Serum lipoprotein and apoprotein concentrations were monitored for 24 weeks in 26 postmenopausal women treated with conjugated equine estrogens (0.625 mg/day) with the addition of dydrogesterone (10 mg/day) for the last 12 days of each 28 day cycle. The women had had no previous hormone replacement therapy. The estrogen plus dydrogesterone regimen caused significant (P less than 0.05) increases in triacylglycerol and HDL cholesterol concentrations. Both HDL2 and HDL3 cholesterol were increased. There were no other significant changes in lipoprotein concentrations. Both apoprotein AI and apoprotein AII concentrations increased significantly (P less than 0.05) over the study period. The ratios of apoprotein AI to apoprotein AII, apoprotein AI to HDL cholesterol and apoprotein AII to HDL cholesterol did not change. At the doses employed in this study, the use of dydrogesterone as a progestogen alters the effects of conjugated equine estrogens on lipoproteins and reinforces the view that the effects of a combined HRT regimen cannot be predicted from a consideration of the effects of the individual components.
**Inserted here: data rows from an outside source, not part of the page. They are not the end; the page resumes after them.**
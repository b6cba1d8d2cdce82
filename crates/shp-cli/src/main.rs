//! # shp — run a command in an isolated root filesystem
//!
//! `shp run <rootfs> <cmd>` re-executes itself as `shp child ...` inside new
//! UTS, PID, and mount namespaces, which swaps the root and execs `<cmd>`.

#![cfg_attr(test, allow(clippy::expect_used, clippy::unwrap_used))]

mod commands;
mod output;

use std::process::ExitCode;

use clap::Parser;
use shp_common::config::LogFormat;
use shp_common::constants::FAILURE_EXIT_CODE;

use crate::commands::Cli;

fn main() -> ExitCode {
    let cli = match Cli::try_parse() {
        Ok(cli) => cli,
        Err(err) => return ExitCode::from(output::report_usage(&err)),
    };
    init_tracing(&cli.config());

    match commands::execute(cli) {
        Ok(code) => code,
        Err(err) => {
            output::report_failure(&err);
            ExitCode::from(FAILURE_EXIT_CODE)
        }
    }
}

fn init_tracing(config: &shp_common::config::ShpConfig) {
    let filter = tracing_subscriber::EnvFilter::try_new(&config.log_filter).unwrap_or_else(|_| {
        tracing_subscriber::EnvFilter::new(shp_common::constants::DEFAULT_LOG_FILTER)
    });
    let builder = tracing_subscriber::fmt()
        .with_env_filter(filter)
        .with_target(false);

    match config.log_format {
        LogFormat::Text => builder.init(),
        LogFormat::Json => builder.json().init(),
    }
}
duphaston 10 mg 2015-06-11

Medroxyprogesterone acetate (MPA) and dydrogesterone (DDG) are synthetic progestins widely used in human and veterinary medicine. Although aquatic organisms are exposed to them through wastewater and animal farm runoff, very little is known about their effects in the environment. Here we provide a comprehensive analysis of the responses of zebrafish (Danio rerio) to MPA, DDG, and their binary mixtures at measured concentrations between 4.5 and 1663 ng/L. DDG and both mixtures impaired reproductive capacities (egg production) of breeding pairs and led to histological alterations of ovaries and testes and increased gonadosomatic index. Transcriptional analysis of up to 28 genes belonging to different pathways demonstrated alterations in steroid hormone receptors, steroidogenesis enzymes, and specifically, the circadian rhythm genes, in different organs of adult zebrafish and eleuthero-embryos. Alterations occurred even at environmentally relevant concentrations of 4.5-4.8 ng/L MPA, DDG and the mixture in eleuthero-embryos and at 43-89 ng/L in adult zebrafish. Additionally, the mixtures displayed additive effects in most but not all parameters in adults and eleuthero-embryos, suggesting concentration addition. Our data suggest that MPA and DDG and their mixtures induce multiple transcriptional responses at environmentally relevant concentrations and adverse effects on reproduction and gonad histology at higher levels.